It makes her laugh and that makes him grin.
“Besides you,” she adds, one finger paused in tracing the lip of her water glass. She bumps his knee with her own. “Back at Parc Güell, you said snow.”
“You want snow?”
She pauses, her leg stilling against his, and then nods. “Yeah. Should still be some up there, even this time of year, right?”
“Getting to it, though. That’s a bit of a hike.”
“Bike up as far as we can, then walk?”
He considers it. “Best bet for that is probably in the middle of the mountain range.” Up in Girona, he could see the snow, just a touch of it, but getting to it without climbing an entire mountain.... It’s unlikely.
“So, still Lleida?”
“Huesca, probably,” he answers, consulting his mental map. “Maybe Parque Nacional Ordesa. Monte Perdido might do.”
“Okay.”
Lunch leads into a walk to the library, leads into hands held and little giggles from tongue-touched lips. On an abrupt whim, he pulls her up the stairs, runs her up the stairs despite the humidity. His steps swallow the wide stairs two at a time and she holds fast to his hand, laughing as she runs.
Inside the air conditioned building, they take a minute to catch their breath but it’s not from the running. They’re about to laugh and they need to be quiet and looking at each other only makes it worse. Letting go of her won’t help, so he keeps holding on.
“C’mon,” he says, his voice somewhere around the proper volume.
Once they get on a computer, it’s quickly - eagerly - decided. A good thing, considering how he’s about to be late getting back to work.
“I’ll book a hotel,” she tells him when he regains awareness of time. “Something in one of the towns that’s on the bus route, hopefully. I know you’d rather stumble into it, but, well, four-hour ride, yeah? Might not be much left to stumble into.”
“Fine.” It’s a piece of sense he has to give in to, even if he doesn’t like it. “But nothing....” Cloying. Suffocating. A word along those lines. He couldn’t stay still in a place like that, let alone sleep.
He gestures a little with his hand, tries to use his expression to get it across even when he should be heading back to the garage, heading back right now. But he needs her to understand what he doesn’t want; what he, quite frankly, couldn’t withstand. Not even with her.
“Nothing domestic,” she assures him, rolling her eyes a little. “We’re having a weekend adventure, not stayin’ at a B&B.” She looks up at him as she says it. Sitting at the computer, her head and shoulders turned, she looks up at him, so matter-of-fact and it shouldn’t be so important, shouldn’t mean much of anything at all, but it does.
This girl. This fantastic girl.
This fantastic girl that he....
Well. Of course he does.
“What?” she asks, confused by his staring.
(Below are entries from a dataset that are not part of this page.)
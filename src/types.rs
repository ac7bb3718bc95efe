//! Types Module
//!
//! ワークブックから読み込んだ生のセル値を定義するモジュール。

use chrono::{Duration, NaiveDate, NaiveDateTime};

/// セルの値を表す列挙型（型変換前）
#[derive(Debug, Clone, PartialEq)]
pub(crate) enum CellValue {
    /// 整数
    Int(i64),

    /// 浮動小数点数
    Float(f64),

    /// 文字列
    String(String),

    /// 論理値
    Bool(bool),

    /// 空セル（エラーセルもこれに含める）
    Empty,
}

impl CellValue {
    /// calamineのセルデータから変換
    ///
    /// 整数値を持つ浮動小数点数は`Int`に正規化します（Excelはすべての数値を
    /// 浮動小数点数として保存するため）。
    pub fn from_data(data: &calamine::Data) -> Self {
        use calamine::Data;

        match data {
            Data::Int(i) => CellValue::Int(*i),
            Data::Float(f) => Self::from_float(*f),
            Data::String(s) => CellValue::String(s.clone()),
            Data::Bool(b) => CellValue::Bool(*b),
            Data::DateTime(dt) => match serial_to_datetime(dt.as_f64()) {
                Some(datetime) => CellValue::String(format_datetime(datetime)),
                None => Self::from_float(dt.as_f64()),
            },
            Data::DateTimeIso(s) | Data::DurationIso(s) => CellValue::String(s.clone()),
            Data::Error(e) => {
                tracing::debug!("error cell {:?} treated as empty", e);
                CellValue::Empty
            }
            Data::Empty => CellValue::Empty,
        }
    }

    fn from_float(f: f64) -> Self {
        if f.is_finite() && f.fract() == 0.0 && f.abs() < 9.0e15 {
            CellValue::Int(f as i64)
        } else {
            CellValue::Float(f)
        }
    }

    /// 値が空かどうかを判定
    pub fn is_empty(&self) -> bool {
        match self {
            CellValue::Empty => true,
            CellValue::Float(f) => f.is_nan(),
            _ => false,
        }
    }

    /// ヘッダー用の文字列表現
    pub fn as_header(&self) -> Option<String> {
        match self {
            CellValue::Int(i) => Some(i.to_string()),
            CellValue::Float(f) if f.is_nan() => None,
            CellValue::Float(f) => Some(f.to_string()),
            CellValue::String(s) if s.is_empty() => None,
            CellValue::String(s) => Some(s.clone()),
            CellValue::Bool(true) => Some("True".to_string()),
            CellValue::Bool(false) => Some("False".to_string()),
            CellValue::Empty => None,
        }
    }
}

/// Excelのシリアル日付値（1900年システム）を日時に変換
///
/// 1899年12月30日起算。シリアル値60未満の範囲は、Excelの1900年うるう年バグにより
/// 1日ずれるため補正します。
fn serial_to_datetime(serial: f64) -> Option<NaiveDateTime> {
    if !serial.is_finite() || serial < 0.0 {
        return None;
    }

    let epoch = NaiveDate::from_ymd_opt(1899, 12, 30)?.and_hms_opt(0, 0, 0)?;
    let days = serial.floor() as i64;
    let days = if days < 60 { days + 1 } else { days };
    let seconds = ((serial - serial.floor()) * 86_400.0).round() as i64;

    epoch
        .checked_add_signed(Duration::try_days(days)?)?
        .checked_add_signed(Duration::try_seconds(seconds)?)
}

fn format_datetime(datetime: NaiveDateTime) -> String {
    if datetime.time() == chrono::NaiveTime::MIN {
        datetime.format("%Y-%m-%d").to_string()
    } else {
        datetime.format("%Y-%m-%dT%H:%M:%S").to_string()
    }
}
“Nothing,” he says. Puts his hand on the back of the chair to better bend down. Bends down to better kiss her cheek. She’s warm and soft and surprised and he lets his eyes adore her as he pulls back. “Hasta luego.”
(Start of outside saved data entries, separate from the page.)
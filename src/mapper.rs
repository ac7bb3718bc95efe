//! Row Mapper Module
//!
//! 1行分の`(列名, 値)`から出力レコード（`System`）を構築するモジュール。
//! 3つのマジック列を処理します:
//!
//! 1. `Index`（識別子列）→ `uid`
//! 2. `Parent Sample Name` → `parent_uid`
//! 3. `FILE:...` → ファイルプロパティ
//!
//! それ以外の列はヘッダーから名前と単位を抽出したスカラープロパティになります。

use crate::error::XlsxToPifError;
use crate::files::{FileNames, FileResolver};
use crate::header::{file_column_name, is_parent_column, parse_header};
use crate::record::{Property, ScalarProperty, System};
use crate::value::Value;

/// 識別子列の正規化後のキー
pub(crate) const INDEX_KEY: &str = "Index";

/// 型変換済みの1行
#[derive(Debug, Clone, PartialEq)]
pub(crate) struct SheetRow {
    /// 1始まりのスプレッドシート行番号（エラー報告用）
    pub number: usize,
    /// 列順の`(列名, 値)`。識別子列は`INDEX_KEY`に正規化済み
    pub entries: Vec<(String, Value)>,
}

/// 行からレコードへの変換器
#[derive(Debug, Clone)]
pub(crate) struct RowMapper {
    resolver: FileResolver,
    /// エラーメッセージに表示する識別子列の名前
    index_label: String,
}

impl RowMapper {
    pub fn new(resolver: FileResolver, index_label: impl Into<String>) -> Self {
        Self {
            resolver,
            index_label: index_label.into(),
        }
    }

    /// 1行をレコードに変換
    ///
    /// # 戻り値
    ///
    /// * `Err(XlsxToPifError::MissingIndex)` - 識別子が存在しない、または空の場合
    /// * `Err(XlsxToPifError::UnrecognizedFileValue)` - `FILE:`列の値がファイル名として解釈できない場合
    pub fn map_row(&self, sheet: &str, row: SheetRow) -> Result<System, XlsxToPifError> {
        let SheetRow {
            number,
            mut entries,
        } = row;

        let missing_index = || XlsxToPifError::MissingIndex {
            sheet: sheet.to_string(),
            column: self.index_label.clone(),
            row: Some(number),
        };

        // 1. 識別子
        let position = entries
            .iter()
            .position(|(key, _)| key == INDEX_KEY)
            .ok_or_else(missing_index)?;
        let (_, index) = entries.remove(position);
        if index.is_blank() {
            return Err(missing_index());
        }
        let uid = index.to_string();

        // 2. 親サンプル（最初に一致した列のみ）
        let mut parent_uid = None;
        if let Some(position) = entries.iter().position(|(key, _)| is_parent_column(key)) {
            let (_, parent) = entries.remove(position);
            if !parent.is_blank() {
                parent_uid = Some(parent.to_string());
            }
        }

        // 3. 残りの列をプロパティへ
        let properties = entries
            .into_iter()
            .map(|(key, value)| self.property(sheet, number, key, value))
            .collect::<Result<Vec<_>, _>>()?;

        tracing::trace!(
            "row {} -> uid {:?}, {} properties",
            number,
            uid,
            properties.len()
        );

        Ok(System::new(uid, parent_uid, properties))
    }

    fn property(
        &self,
        sheet: &str,
        number: usize,
        key: String,
        value: Value,
    ) -> Result<Property, XlsxToPifError> {
        if let Some(name) = file_column_name(&key) {
            let names = FileNames::try_from(&value).map_err(|bad| {
                XlsxToPifError::UnrecognizedFileValue {
                    sheet: sheet.to_string(),
                    row: number,
                    column: key.clone(),
                    value: bad.to_string(),
                }
            })?;
            return Ok(Property::File(self.resolver.resolve(name, names)));
        }

        let header = parse_header(&key)?;
        Ok(Property::Scalar(ScalarProperty {
            name: header.name,
            value,
            units: header.units,
        }))
    }
}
“Someone’s gone native.” Her cheeks match her name in a beautiful cliché.
“S’pose I have.” He starts to move away, but he’s walking backwards and not very quickly. “Finish packing before I get home, all right?”
“Already did.”
“For cold?”
“Got my jacket for the ride. Should be okay.”
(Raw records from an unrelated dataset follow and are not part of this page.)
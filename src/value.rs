//! Coerced Value Module
//!
//! 型変換後のセル値を表す`Value`型を定義するモジュール。

use std::fmt;

use serde::ser::{Serialize, SerializeMap, Serializer};

/// 型変換後のセル値
///
/// 文字列セルに書かれたリスト・タプル・辞書リテラルは、`List`・`Dict`として
/// 構造化された値になります。タプルと集合は`List`として表現されます。
#[derive(Debug, Clone, PartialEq)]
pub enum Value {
    /// 値なし（空セル、`None`リテラル）
    Null,

    /// 論理値
    Bool(bool),

    /// 整数
    Int(i64),

    /// 浮動小数点数
    Float(f64),

    /// 文字列
    String(String),

    /// 順序付きシーケンス（リスト・タプル・集合）
    List(Vec<Value>),

    /// 挿入順を保持するマッピング（キーは文字列化される）
    Dict(Vec<(String, Value)>),
}

impl Value {
    /// 値が欠損（Null、NaN）かどうか
    pub fn is_missing(&self) -> bool {
        match self {
            Value::Null => true,
            Value::Float(f) => f.is_nan(),
            _ => false,
        }
    }

    /// 値が欠損または空文字列かどうか
    pub fn is_blank(&self) -> bool {
        match self {
            Value::String(s) => s.is_empty(),
            other => other.is_missing(),
        }
    }

    /// 値の種類名（ログ・エラーメッセージ用）
    pub fn kind(&self) -> &'static str {
        match self {
            Value::Null => "null",
            Value::Bool(_) => "bool",
            Value::Int(_) => "int",
            Value::Float(_) => "float",
            Value::String(_) => "string",
            Value::List(_) => "list",
            Value::Dict(_) => "dict",
        }
    }

    fn fmt_nested(&self, f: &mut fmt::Formatter<'_>) -> fmt::Result {
        match self {
            Value::String(s) => write!(f, "'{}'", s.replace('\'', "\\'")),
            other => write!(f, "{}", other),
        }
    }
}

fn fmt_float(value: f64, f: &mut fmt::Formatter<'_>) -> fmt::Result {
    if value.is_nan() {
        write!(f, "nan")
    } else if value.is_infinite() {
        write!(f, "{}inf", if value < 0.0 { "-" } else { "" })
    } else if value.fract() == 0.0 && value.abs() < 1e16 {
        write!(f, "{:.1}", value)
    } else {
        write!(f, "{}", value)
    }
}

/// 文字列化
///
/// トップレベルの文字列は引用符なし、入れ子の文字列は`'...'`で表示します。
/// 浮動小数点数は整数値でも小数点を付けて表示します（`5.0`）。
impl fmt::Display for Value {
    fn fmt(&self, f: &mut fmt::Formatter<'_>) -> fmt::Result {
        match self {
            Value::Null => write!(f, "None"),
            Value::Bool(true) => write!(f, "True"),
            Value::Bool(false) => write!(f, "False"),
            Value::Int(i) => write!(f, "{}", i),
            Value::Float(v) => fmt_float(*v, f),
            Value::String(s) => write!(f, "{}", s),
            Value::List(items) => {
                write!(f, "[")?;
                for (i, item) in items.iter().enumerate() {
                    if i > 0 {
                        write!(f, ", ")?;
                    }
                    item.fmt_nested(f)?;
                }
                write!(f, "]")
            }
            Value::Dict(entries) => {
                write!(f, "{{")?;
                for (i, (key, value)) in entries.iter().enumerate() {
                    if i > 0 {
                        write!(f, ", ")?;
                    }
                    write!(f, "'{}': ", key)?;
                    value.fmt_nested(f)?;
                }
                write!(f, "}}")
            }
        }
    }
}

/// JSONへのシリアライズ
///
/// NaN・無限大はJSONで表現できないため`null`として出力します。
impl Serialize for Value {
    fn serialize<S: Serializer>(&self, serializer: S) -> Result<S::Ok, S::Error> {
        match self {
            Value::Null => serializer.serialize_none(),
            Value::Bool(b) => serializer.serialize_bool(*b),
            Value::Int(i) => serializer.serialize_i64(*i),
            Value::Float(v) if !v.is_finite() => serializer.serialize_none(),
            Value::Float(v) => serializer.serialize_f64(*v),
            Value::String(s) => serializer.serialize_str(s),
            Value::List(items) => serializer.collect_seq(items),
            Value::Dict(entries) => {
                let mut map = serializer.serialize_map(Some(entries.len()))?;
                for (key, value) in entries {
                    map.serialize_entry(key, value)?;
                }
                map.end()
            }
        }
    }
}

impl From<&str> for Value {
    fn from(s: &str) -> Self {
        Value::String(s.to_string())
    }
}

impl From<String> for Value {
    fn from(s: String) -> Self {
        Value::String(s)
    }
}

impl From<i64> for Value {
    fn from(i: i64) -> Self {
        Value::Int(i)
    }
}

impl From<f64> for Value {
    fn from(v: f64) -> Self {
        Value::Float(v)
    }
}

impl From<bool> for Value {
    fn from(b: bool) -> Self {
        Value::Bool(b)
    }
}

#[cfg(test)]
mod tests {
    use super::*;

    #[test]
    fn test_is_missing() {
        assert!(Value::Null.is_missing());
        assert!(Value::Float(f64::NAN).is_missing());
        assert!(!Value::Float(0.0).is_missing());
        assert!(!Value::String(String::new()).is_missing());
    }

    #[test]
    fn test_is_blank() {
        assert!(Value::String(String::new()).is_blank());
        assert!(Value::Null.is_blank());
        assert!(!Value::String(" ".to_string()).is_blank());
        assert!(!Value::List(vec![]).is_blank());
    }

    #[test]
    fn test_kind() {
        assert_eq!(Value::Null.kind(), "null");
        assert_eq!(Value::Int(1).kind(), "int");
        assert_eq!(Value::List(Vec::new()).kind(), "list");
        assert_eq!(Value::Dict(Vec::new()).kind(), "dict");
    }

    #[test]
    fn test_display_scalars() {
        assert_eq!(Value::Int(3).to_string(), "3");
        assert_eq!(Value::Float(5.0).to_string(), "5.0");
        assert_eq!(Value::Float(2.25).to_string(), "2.25");
        assert_eq!(Value::Bool(true).to_string(), "True");
        assert_eq!(Value::Null.to_string(), "None");
        assert_eq!(Value::from("S-001").to_string(), "S-001");
    }

    #[test]
    fn test_display_nested() {
        let value = Value::List(vec![Value::from("a.txt"), Value::Int(2)]);
        assert_eq!(value.to_string(), "['a.txt', 2]");

        let value = Value::Dict(vec![("temp".to_string(), Value::Float(300.0))]);
        assert_eq!(value.to_string(), "{'temp': 300.0}");
    }

    #[test]
    fn test_serialize() {
        let value = Value::Dict(vec![
            ("a".to_string(), Value::List(vec![Value::Int(1), Value::Float(2.5)])),
            ("b".to_string(), Value::Null),
            ("c".to_string(), Value::Float(f64::NAN)),
        ]);
        let json = serde_json::to_string(&value).unwrap();
        assert_eq!(json, r#"{"a":[1,2.5],"b":null,"c":null}"#);
    }
}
He shrugs at her and she shakes her head at him.
“On my head, I know.”
“Yeah,” he says and there should be more to say but he’d be early for saying and late for work. He tries to pretend he cares about both.
She gives him a little wave as he leaves and no, there’s really only one that he cares about.
.-.-.-.-.-.
“Sorry,” he says when he gets back to the garage. It’s the very first thing out of his mouth so maybe he won’t have to repeat it.
“No you’re not,” Sanchez tells him bluntly, almost cheerfully. “No one is ever sorry for being delayed by a beautiful woman.” He pauses, scratching at his stubble. “And yes: you are that obvious.”
He grins back, can’t help it. “We’re going on a trip.”
“Just make sure mi Rosita bonita gets her better-than-a-boyfriend back by lunes, bright and early.”
Half of his mind tries to form a sentence, tries to say that he’ll be back by Monday with time to spare. The other half is caught up and stumbling over something else entirely.
“Her what?” he asks, suddenly struck dumb. What about that doctor of hers? He can’t come back, not yet. There’s still a month left. He still has a month. He has all of July and that doesn’t start until tomorrow.
Sanchez looks back at him, confused at his reaction. “What she told me yesterday. You’re not her boyfriend: you’re ‘better than that’.” He shakes his head, not unamused. “Whatever you’re doing to that girl, she likes it.”
She won’t let me kiss her is the unspeakable reply that sticks in his mind. “I’m just that good,” he answers instead, tries for a smile when he can’t quite laugh at himself.
Sanchez laughs for him, slaps him on the back. “She only wants you for the motorcycle and you know it.”
Somehow, his mouth keeps smiling.
.-.-.-.-.-.
What’s in her head?
.-.-.-.-.-.
“Insanity isn’t catching,” Fred used to tell him. “Not as long as you don’t listen to it.”
He tries to keep that in mind as he walks back from the garage that afternoon, that almost-night. There’s a good, strong breeze here, enough to fight down the humidity. He looks up at the scraped sky, a long glimpse of clouds present between the buildings lining the street.
It’s not going to rain this time. There’ll be no stop beneath an overpass to make her pause, to bring her to talk. There’s an explanation here that he’ll either love or hate with no room in between.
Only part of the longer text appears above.